→ **Work instructions**:
Reproduce the whole listing, keeping every character the same.
▶
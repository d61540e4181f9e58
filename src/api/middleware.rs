use axum::{
    extract::{Request, State},
    middleware::Next,
    response::Response,
};

use crate::api::state::AppState;
use crate::error::AppError;

/// Authentication middleware - validates session tokens
pub async fn auth_middleware(
    State(state): State<AppState>,
    mut request: Request,
    next: Next,
) -> Result<Response, AppError> {
    // Extract Authorization header
    let auth_header = request
        .headers()
        .get("Authorization")
        .and_then(|h| h.to_str().ok())
        .ok_or_else(|| AppError::Unauthorized("Missing Authorization header".to_string()))?;

    // Extract token from "Bearer <token>"
    let token = auth_header
        .strip_prefix("Bearer ")
        .ok_or_else(|| AppError::Unauthorized("Invalid Authorization format".to_string()))?;

    // Verify the signature and recover the caller's username
    let username = state.identity.verify_token(token)?;

    // Store username in request extensions
    request.extensions_mut().insert(username);

    Ok(next.run(request).await)
}
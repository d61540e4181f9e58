use std::sync::Arc;
use std::time::Duration;
use sqlx::sqlite::SqlitePoolOptions;
use tracing_subscriber::{layer::SubscriberExt, util::SubscriberInitExt};

use courier_chat::{
    api::{create_router, AppState},
    config::Config,
    crypto::{HashingParams, TokenSigner},
    error::AppError,
    service::{IdentityService, MessageService},
};

#[tokio::main]
async fn main() -> Result<(), AppError> {
    // Initialize logging
    tracing_subscriber::registry()
        .with(
            tracing_subscriber::EnvFilter::try_from_default_env()
                .unwrap_or_else(|_| "info,courier_chat=debug".into()),
        )
        .with(tracing_subscriber::fmt::layer())
        .init();

    tracing::info!("🚀 Starting Courier Chat server v{}...", env!("CARGO_PKG_VERSION"));

    // Load configuration
    let config = Arc::new(Config::from_env()?);
    tracing::info!("✅ Configuration loaded");

    // Setup database with proper connection pooling
    let db = SqlitePoolOptions::new()
        .max_connections(config.db_max_connections)
        .min_connections(config.db_min_connections)
        .acquire_timeout(Duration::from_secs(30))
        .idle_timeout(Duration::from_secs(600))
        .max_lifetime(Duration::from_secs(1800))
        .connect(&config.database_url)
        .await?;

    tracing::info!("✅ Database connected: {}", config.database_url);

    // Run migrations
    sqlx::migrate!("./migrations")
        .run(&db)
        .await
        .map_err(|e| AppError::Internal(format!("Migration failed: {}", e)))?;

    tracing::info!("✅ Database migrations completed");

    // Session tokens are signed with the configured secret, nothing persisted
    let signer = TokenSigner::new(&config.secret_key);
    tracing::info!("✅ Session token signer initialized");

    let hashing = HashingParams {
        memory_kib: config.argon2_m_cost_kib,
        iterations: config.argon2_t_cost,
        parallelism: config.argon2_p_cost,
    };

    // Create shared application state
    let state = AppState {
        identity: IdentityService::new(db.clone(), signer, hashing),
        messages: MessageService::new(db),
        config: config.clone(),
    };

    // Build router
    let app = create_router(state);

    // Bind and serve
    let addr = config.server_address();
    tracing::info!("🌐 Server listening on http://{}", addr);
    tracing::info!("🏥 Health check: http://{}/api/health", addr);
    tracing::info!("");
    tracing::info!("📚 API Endpoints:");
    tracing::info!("  POST /api/auth/register         - Register new user");
    tracing::info!("  POST /api/auth/login            - Login with username/password");
    tracing::info!("  GET  /api/users                 - List users (requires auth)");
    tracing::info!("  GET  /api/users/{{username}}      - Get user details (requires auth)");
    tracing::info!("  GET  /api/users/{{username}}/to   - Messages received (requires auth)");
    tracing::info!("  GET  /api/users/{{username}}/from - Messages sent (requires auth)");
    tracing::info!("  POST /api/messages              - Send message (requires auth)");
    tracing::info!("  GET  /api/messages/{{id}}         - Get message (requires auth)");
    tracing::info!("  POST /api/messages/{{id}}/read    - Mark message read (requires auth)");
    tracing::info!("");

    let listener = tokio::net::TcpListener::bind(&addr)
        .await
        .map_err(|e| AppError::Internal(format!("Failed to bind to {}: {}", addr, e)))?;

    axum::serve(listener, app)
        .await
        .map_err(|e| AppError::Internal(format!("Server error: {}", e)))?;

    Ok(())
}
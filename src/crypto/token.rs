use hmac::{Hmac, Mac};
use serde::{Deserialize, Serialize};
use sha2::Sha256;

use crate::error::AppError;

type HmacSha256 = Hmac<Sha256>;

/// Claims asserted by a session token.
#[derive(Debug, Serialize, Deserialize)]
struct Claims {
    sub: String,
    iat: i64,
}

/// Issues and verifies stateless session tokens.
///
/// A token is `base64url(claims JSON) "." base64url(HMAC-SHA256 tag)`, signed
/// with a process-wide secret supplied at construction time. Nothing is
/// persisted; a token is trusted by signature alone. No expiry claim is
/// embedded.
#[derive(Clone)]
pub struct TokenSigner {
    key: Vec<u8>,
}

impl TokenSigner {
    pub fn new(secret: &str) -> Self {
        Self {
            key: secret.as_bytes().to_vec(),
        }
    }

    fn mac(&self) -> Result<HmacSha256, AppError> {
        HmacSha256::new_from_slice(&self.key)
            .map_err(|e| AppError::Crypto(format!("Invalid signing key: {}", e)))
    }

    /// Issue a signed token asserting `username`.
    pub fn issue(&self, username: &str) -> Result<String, AppError> {
        let claims = Claims {
            sub: username.to_string(),
            iat: chrono::Utc::now().timestamp(),
        };

        let payload = serde_json::to_vec(&claims)
            .map_err(|e| AppError::Internal(format!("Failed to encode claims: {}", e)))?;
        let payload = base64_simd::URL_SAFE_NO_PAD.encode_to_string(&payload);

        let mut mac = self.mac()?;
        mac.update(payload.as_bytes());
        let tag = mac.finalize().into_bytes();
        let tag = base64_simd::URL_SAFE_NO_PAD.encode_to_string(tag.as_slice());

        Ok(format!("{}.{}", payload, tag))
    }

    /// Verify a token's signature and recover the asserted username.
    pub fn verify(&self, token: &str) -> Result<String, AppError> {
        let (payload, tag) = token
            .split_once('.')
            .ok_or_else(|| AppError::Unauthorized("Malformed session token".to_string()))?;

        let tag = base64_simd::URL_SAFE_NO_PAD
            .decode_to_vec(tag)
            .map_err(|_| AppError::Unauthorized("Malformed session token".to_string()))?;

        // Constant-time tag check before the payload is trusted at all
        let mut mac = self.mac()?;
        mac.update(payload.as_bytes());
        mac.verify_slice(&tag)
            .map_err(|_| AppError::Unauthorized("Invalid token signature".to_string()))?;

        let claims = base64_simd::URL_SAFE_NO_PAD
            .decode_to_vec(payload)
            .map_err(|_| AppError::Unauthorized("Malformed session token".to_string()))?;
        let claims: Claims = serde_json::from_slice(&claims)
            .map_err(|_| AppError::Unauthorized("Malformed session token".to_string()))?;

        Ok(claims.sub)
    }
}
◀
→ **Response to the task**:
repository d61540e4181f9e58
filename src/api/middleware.rs
use axum::{
    extract::{Request, State},
    middleware::Next,
    response::Response,
};

use crate::api::state::AppState;
use crate::error::AppError;

/// Authentication middleware - validates session tokens
pub async fn auth_middleware(
    State(state): State<AppState>,
    mut request: Request,
    next: Next,
) -> Result<Response, AppError> {
    // Extract Authorization header
    let auth_header = request
        .headers()
        .get("Authorization")
        .and_then(|h| h.to_str().ok())
        .ok_or_else(|| AppError::Unauthorized("Missing Authorization header".to_string()))?;

    // Extract token from "Bearer <token>"
    let token = auth_header
        .strip_prefix("Bearer ")
        .ok_or_else(|| AppError::Unauthorized("Invalid Authorization format".to_string()))?;

    // Verify the signature and recover the caller's username
    let username = state.identity.verify_token(token)?;

    // Store username in request extensions
    request.extensions_mut().insert(username);

    Ok(next.run(request).await)
}
repository d61540e4181f9e58
use std::sync::Arc;
use std::time::Duration;
use sqlx::sqlite::SqlitePoolOptions;
use tracing_subscriber::{layer::SubscriberExt, util::SubscriberInitExt};

use courier_chat::{
    api::{create_router, AppState},
    config::Config,
    crypto::{HashingParams, TokenSigner},
    error::AppError,
    service::{IdentityService, MessageService},
};

#[tokio::main]
async fn main() -> Result<(), AppError> {
    // Initialize logging
    tracing_subscriber::registry()
        .with(
            tracing_subscriber::EnvFilter::try_from_default_env()
                .unwrap_or_else(|_| "info,courier_chat=debug".into()),
        )
        .with(tracing_subscriber::fmt::layer())
        .init();

    tracing::info!("🚀 Starting Courier Chat server v{}...", env!("CARGO_PKG_VERSION"));

    // Load configuration
    let config = Arc::new(Config::from_env()?);
    tracing::info!("✅ Configuration loaded");

    // Setup database with proper connection pooling
    let db = SqlitePoolOptions::new()
        .max_connections(config.db_max_connections)
        .min_connections(config.db_min_connections)
        .acquire_timeout(Duration::from_secs(30))
        .idle_timeout(Duration::from_secs(600))
        .max_lifetime(Duration::from_secs(1800))
        .connect(&config.database_url)
        .await?;

    tracing::info!("✅ Database connected: {}", config.database_url);

    // Run migrations
    sqlx::migrate!("./migrations")
        .run(&db)
        .await
        .map_err(|e| AppError::Internal(format!("Migration failed: {}", e)))?;

    tracing::info!("✅ Database migrations completed");

    // Session tokens are signed with the configured secret, nothing persisted
    let signer = TokenSigner::new(&config.secret_key);
    tracing::info!("✅ Session token signer initialized");

    let hashing = HashingParams {
        memory_kib: config.argon2_m_cost_kib,
        iterations: config.argon2_t_cost,
        parallelism: config.argon2_p_cost,
    };

    // Create shared application state
    let state = AppState {
        identity: IdentityService::new(db.clone(), signer, hashing),
        messages: MessageService::new(db),
        config: config.clone(),
    };

    // Build router
    let app = create_router(state);

    // Bind and serve
    let addr = config.server_address();
    tracing::info!("🌐 Server listening on http://{}", addr);
    tracing::info!("🏥 Health check: http://{}/api/health", addr);
    tracing::info!("");
    tracing::info!("📚 API Endpoints:");
    tracing::info!("  POST /api/auth/register         - Register new user");
    tracing::info!("  POST /api/auth/login            - Login with username/password");
    tracing::info!("  GET  /api/users                 - List users (requires auth)");
    tracing::info!("  GET  /api/users/{{username}}      - Get user details (requires auth)");
    tracing::info!("  GET  /api/users/{{username}}/to   - Messages received (requires auth)");
    tracing::info!("  GET  /api/users/{{username}}/from - Messages sent (requires auth)");
    tracing::info!("  POST /api/messages              - Send message (requires auth)");
    tracing::info!("  GET  /api/messages/{{id}}         - Get message (requires auth)");
    tracing::info!("  POST /api/messages/{{id}}/read    - Mark message read (requires auth)");
    tracing::info!("");

    let listener = tokio::net::TcpListener::bind(&addr)
        .await
        .map_err(|e| AppError::Internal(format!("Failed to bind to {}: {}", addr, e)))?;

    axum::serve(listener, app)
        .await
        .map_err(|e| AppError::Internal(format!("Server error: {}", e)))?;

    Ok(())
}
filename src/crypto/token.rs
use hmac::{Hmac, Mac};
use serde::{Deserialize, Serialize};
use sha2::Sha256;

use crate::error::AppError;

type HmacSha256 = Hmac<Sha256>;

/// Claims asserted by a session token.
#[derive(Debug, Serialize, Deserialize)]
struct Claims {
    sub: String,
    iat: i64,
}

/// Issues and verifies stateless session tokens.
///
/// A token is `base64url(claims JSON) "." base64url(HMAC-SHA256 tag)`, signed
/// with a process-wide secret supplied at construction time. Nothing is
/// persisted; a token is trusted by signature alone. No expiry claim is
/// embedded.
#[derive(Clone)]
pub struct TokenSigner {
    key: Vec<u8>,
}

impl TokenSigner {
    pub fn new(secret: &str) -> Self {
        Self {
            key: secret.as_bytes().to_vec(),
        }
    }

    fn mac(&self) -> Result<HmacSha256, AppError> {
        HmacSha256::new_from_slice(&self.key)
            .map_err(|e| AppError::Crypto(format!("Invalid signing key: {}", e)))
    }

    /// Issue a signed token asserting `username`.
    pub fn issue(&self, username: &str) -> Result<String, AppError> {
        let claims = Claims {
            sub: username.to_string(),
            iat: chrono::Utc::now().timestamp(),
        };

        let payload = serde_json::to_vec(&claims)
            .map_err(|e| AppError::Internal(format!("Failed to encode claims: {}", e)))?;
        let payload = base64_simd::URL_SAFE_NO_PAD.encode_to_string(&payload);

        let mut mac = self.mac()?;
        mac.update(payload.as_bytes());
        let tag = mac.finalize().into_bytes();
        let tag = base64_simd::URL_SAFE_NO_PAD.encode_to_string(tag.as_slice());

        Ok(format!("{}.{}", payload, tag))
    }

    /// Verify a token's signature and recover the asserted username.
    pub fn verify(&self, token: &str) -> Result<String, AppError> {
        let (payload, tag) = token
            .split_once('.')
            .ok_or_else(|| AppError::Unauthorized("Malformed session token".to_string()))?;

        let tag = base64_simd::URL_SAFE_NO_PAD
            .decode_to_vec(tag)
            .map_err(|_| AppError::Unauthorized("Malformed session token".to_string()))?;

        // Constant-time tag check before the payload is trusted at all
        let mut mac = self.mac()?;
        mac.update(payload.as_bytes());
        mac.verify_slice(&tag)
            .map_err(|_| AppError::Unauthorized("Invalid token signature".to_string()))?;

        let claims = base64_simd::URL_SAFE_NO_PAD
            .decode_to_vec(payload)
            .map_err(|_| AppError::Unauthorized("Malformed session token".to_string()))?;
        let claims: Claims = serde_json::from_slice(&claims)
            .map_err(|_| AppError::Unauthorized("Malformed session token".to_string()))?;

        Ok(claims.sub)
    }
}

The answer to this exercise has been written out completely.